Task item
Go through the records and copy each line where the word "values" occurs.

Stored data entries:
use std::path::PathBuf;

use clap::Parser;

use crate::generator::CfgSource;
use crate::lang::{CodeType, Language};

/// Command line interface for running control-flow fleshing campaigns.
#[derive(Debug, Parser)]
#[command(
    name = "cfg-flesh",
    author,
    version,
    about = "Differential compiler testing via control-flow fleshing",
    long_about = None
)]
pub struct Cli {
    /// Emission target: wasm, wgsl, or glsl.
    pub(super) language: Language,

    /// Number of CFGs to generate.
    pub(super) no_of_graphs: usize,

    /// Number of directions vectors per CFG.
    pub(super) no_of_paths: usize,

    /// Generator-configuration source:
    /// 'random' uses every feature the target permits,
    /// 'swarm' samples a fresh feature subset per graph.
    pub(super) cfg_source: CfgSource,

    /// Emission mode:
    /// 'global_array' reads directions from an input buffer,
    /// 'local_array' embeds them as a constant,
    /// 'header_guard' compiles them away.
    pub(super) code_type: CodeType,

    /// Seed for all randomness; drawn from entropy when absent.
    #[arg(long)]
    pub(super) seed: Option<u64>,

    /// Minimum construct-expansion depth.
    #[arg(long, default_value_t = 3)]
    pub(super) min_depth: usize,

    /// Maximum construct-expansion depth.
    #[arg(long, default_value_t = 5)]
    pub(super) max_depth: usize,

    /// Campaign output folder; a timestamped one is created when absent.
    #[arg(long)]
    pub(super) output_folder: Option<PathBuf>,

    /// wasm-opt optimization level (WebAssembly only).
    #[arg(long, value_parser = ["O", "O1", "O2", "O3", "O4", "Os", "Oz"])]
    pub(super) opt_level: Option<String>,

    /// Increase log verbosity (-v info, -vv debug, -vvv trace).
    #[arg(short, long, action = clap::ArgAction::Count)]
    pub verbose: u8,

    /// Remove artifacts after testing, per --tidy-mode.
    #[arg(long, default_value_t = true, action = clap::ArgAction::Set)]
    pub(super) tidy: bool,

    /// 'working' keeps only failing artifacts (for triage);
    /// 'non-working' keeps only passing ones (for building a test suite).
    #[arg(long, default_value = "working")]
    pub(super) tidy_mode: crate::harness::TidyMode,

    /// Emit and persist all artifacts but skip external execution.
    #[arg(long, default_value_t = false)]
    pub(super) dry_run: bool,

    /// Per-invocation timeout for external tools, in seconds.
    #[arg(long, default_value_t = 30)]
    pub(super) timeout_secs: u64,
}
//! Batch generation with hash deduplication.

use std::collections::HashSet;
use std::hash::{Hash, Hasher};
use std::time::{Duration, Instant};

use rand::rngs::StdRng;
use rand::{Rng, SeedableRng};
use tracing::warn;

use crate::cfg::StructuredCfg;
use crate::error::GenerateError;
use crate::lang::Language;

use super::{CfgGenerator, CfgSource};

/// Budget per graph: after this long without a new distinct CFG the batch
/// returns what it has.
const GRAPH_BUDGET: Duration = Duration::from_secs(5);

/// The outcome of a batch run.
#[derive(Debug, Clone)]
pub struct BatchResult {
    /// The distinct CFGs, in generation order.
    pub cfgs: Vec<StructuredCfg>,
    /// Whether the budget expired before `count` graphs were found.
    pub timed_out: bool,
}

/// Generate up to `count` distinct CFGs.
///
/// A master RNG seeded with `seed` derives one fresh sub-seed per attempt,
/// so the whole batch is a deterministic function of `seed` (up to the time
/// budget). Duplicate CFGs are rejected by hash.
///
/// # Errors
///
/// Propagates generator failures other than the (non-fatal) per-graph
/// timeout, which ends the batch early with `timed_out` set.
pub fn generate_batch(
    seed: u64,
    count: usize,
    source: CfgSource,
    language: Language,
    min_depth: usize,
    max_depth: usize,
) -> Result<BatchResult, GenerateError> {
    let mut master = StdRng::seed_from_u64(seed);
    let mut seen: HashSet<u64> = HashSet::new();
    let mut cfgs: Vec<StructuredCfg> = Vec::new();

    for index in 0..count {
        let started = Instant::now();
        loop {
            if started.elapsed() > GRAPH_BUDGET {
                warn!(
                    graph = index,
                    collected = cfgs.len(),
                    "aborted graph generation (no new distinct CFG within {}s)",
                    GRAPH_BUDGET.as_secs()
                );
                return Ok(BatchResult {
                    cfgs,
                    timed_out: true,
                });
            }

            let sub_seed: u64 = master.gen();
            let cfg = generate_one(sub_seed, source, language, min_depth, max_depth)?;
            if seen.insert(cfg_hash(&cfg)) {
                cfgs.push(cfg);
                break;
            }
        }
    }

    Ok(BatchResult {
        cfgs,
        timed_out: false,
    })
}

fn generate_one(
    seed: u64,
    source: CfgSource,
    language: Language,
    min_depth: usize,
    max_depth: usize,
) -> Result<StructuredCfg, GenerateError> {
    let mut rng = StdRng::seed_from_u64(seed);
    let config = match source {
        CfgSource::Random => super::GeneratorConfig::allow_all(language),
        CfgSource::Swarm => super::GeneratorConfig::swarm(&mut rng, language),
    };
    let depth = rng.gen_range(min_depth..=max_depth.max(min_depth));
    CfgGenerator::new(config).generate_with_rng(&mut rng, depth)
}

fn cfg_hash(cfg: &StructuredCfg) -> u64 {
    let mut hasher = std::collections::hash_map::DefaultHasher::new();
    cfg.hash(&mut hasher);
    hasher.finish()
}
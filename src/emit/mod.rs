//! CFG-to-source emission.
//!
//! [`CodeBuilder`] turns a structured CFG into the body of a program whose
//! runtime execution visits exactly the blocks the path oracle predicts;
//! [`SourceProgram`] wraps that body in the target's program skeleton.

mod builder;
mod fleshing;
pub mod format;
mod program;

pub use builder::{CodeBuilder, MergeFrame};
pub use fleshing::Fleshing;
pub use program::{glsl_shader_test, SourceProgram};
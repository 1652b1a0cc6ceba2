//! The path oracle and the shared control-consumption trace.
//!
//! [`expected_path`] predicts the exact block sequence a fleshed program must
//! report for a directions vector. [`control_trace`] performs the same walk
//! and additionally records, for every header, the ordered control values it
//! consumes — one slot per visit for selections and switches, one slot per
//! activation (holding the iteration count) for loops. Header-guard emission
//! bakes exactly these records into the program, so the oracle and the
//! emitter can never drift: both read the same walk.

use indexmap::IndexMap;

use crate::error::CfgError;

use super::{BlockId, StructuredCfg};

/// Sentinel stored in slots that were never driven by a direction.
pub const UNUSED_CONTROL_VALUE: i64 = -1;

/// The outcome of walking a CFG under a directions vector.
#[derive(Debug, Clone, PartialEq, Eq)]
pub struct ControlTrace {
    /// Every visited block, in visit order, repeats included.
    pub path: Vec<BlockId>,
    /// Ordered control values per header, keyed in first-consumption order.
    ///
    /// For a loop header each slot is one activation and holds the number of
    /// iterations performed (a break inside the activation contributes the
    /// missing final header visit). For a selection or switch header each
    /// slot is one visit and holds the edge index consumed.
    pub records: IndexMap<BlockId, Vec<i64>>,
    /// Number of directions consumed before reaching the exit.
    pub consumed: usize,
}

impl ControlTrace {
    /// Control events as `(header, activation_index, value_consumed)` triples.
    pub fn events(&self) -> impl Iterator<Item = (BlockId, usize, i64)> + '_ {
        self.records.iter().flat_map(|(header, values)| {
            values
                .iter()
                .enumerate()
                .map(move |(activation, value)| (*header, activation, *value))
        })
    }
}

/// Predict the block sequence executing `cfg` with `directions` must emit.
///
/// Starting at the entry, the walk records the current block; exits stop it;
/// basic blocks follow their sole successor; any other block consumes the
/// next direction `d` and follows `edge_index_to_dst(current, d)`.
///
/// # Errors
///
/// Fails with [`CfgError::DirectionsExhausted`] when the vector runs out
/// before an exit, or with the underlying query error on malformed CFGs.
pub fn expected_path(cfg: &StructuredCfg, directions: &[u32]) -> Result<Vec<BlockId>, CfgError> {
    Ok(control_trace(cfg, directions)?.path)
}

/// Walk `cfg` under `directions`, producing the visited path and the
/// per-header control records that header-guard emission bakes in.
///
/// # Errors
///
/// Same failure conditions as [`expected_path`].
pub fn control_trace(cfg: &StructuredCfg, directions: &[u32]) -> Result<ControlTrace, CfgError> {
    let mut path = Vec::new();
    let mut records: IndexMap<BlockId, Vec<i64>> = IndexMap::new();
    // Innermost-first stack of loops whose current activation has not ended.
    let mut active_loops: Vec<BlockId> = Vec::new();

    let mut current = cfg.entry()?;
    let mut cursor = 0usize;
    let mut silent_steps = 0usize;

    loop {
        path.push(current);

        if cfg.is_exit(current)? {
            break;
        }

        if !consumes_direction(cfg, current)? {
            // Basic block: a break ends the innermost activation and stands
            // in for the final header visit its loop will never get.
            if cfg.is_break(current)? {
                if let Some(loop_header) = active_loops.pop() {
                    if let Some(slots) = records.get_mut(&loop_header) {
                        if let Some(last) = slots.last_mut() {
                            *last += 1;
                        }
                    }
                }
            }
            silent_steps += 1;
            if silent_steps > cfg.block_count() {
                return Err(CfgError::Invalid {
                    reason: format!("cycle of direction-free blocks around {current}"),
                });
            }
            current = cfg.edge_index_to_dst(current, 0)?;
            continue;
        }
        silent_steps = 0;

        let Some(&direction) = directions.get(cursor) else {
            return Err(CfgError::DirectionsExhausted {
                block: current,
                consumed: cursor,
            });
        };
        cursor += 1;

        if cfg.is_loop_header(current)? {
            if active_loops.last() != Some(&current) && !active_loops.contains(&current) {
                records.entry(current).or_default().push(UNUSED_CONTROL_VALUE);
                active_loops.push(current);
            }
            if let Some(last) = records.entry(current).or_default().last_mut() {
                *last += 1;
            }
            if direction != 1 {
                // The activation ends through the merge edge.
                while let Some(done) = active_loops.pop() {
                    if done == current {
                        break;
                    }
                }
            }
        } else {
            records
                .entry(current)
                .or_default()
                .push(i64::from(direction));
        }

        current = cfg.edge_index_to_dst(current, usize::try_from(direction).unwrap_or(usize::MAX))?;
    }

    Ok(ControlTrace {
        path,
        records,
        consumed: cursor,
    })
}

/// Whether a block consumes one element of the directions vector per visit.
///
/// Shared by the oracle, the directions sampler, and the emitter.
pub fn consumes_direction(cfg: &StructuredCfg, block: BlockId) -> Result<bool, CfgError> {
    Ok(cfg.out_degree(block)? >= 2)
}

Output of the exercise
//! and additionally records, for every header, the ordered control values it
    /// Ordered control values per header, keyed in first-consumption order.
        self.records.iter().flat_map(|(header, values)| {
            values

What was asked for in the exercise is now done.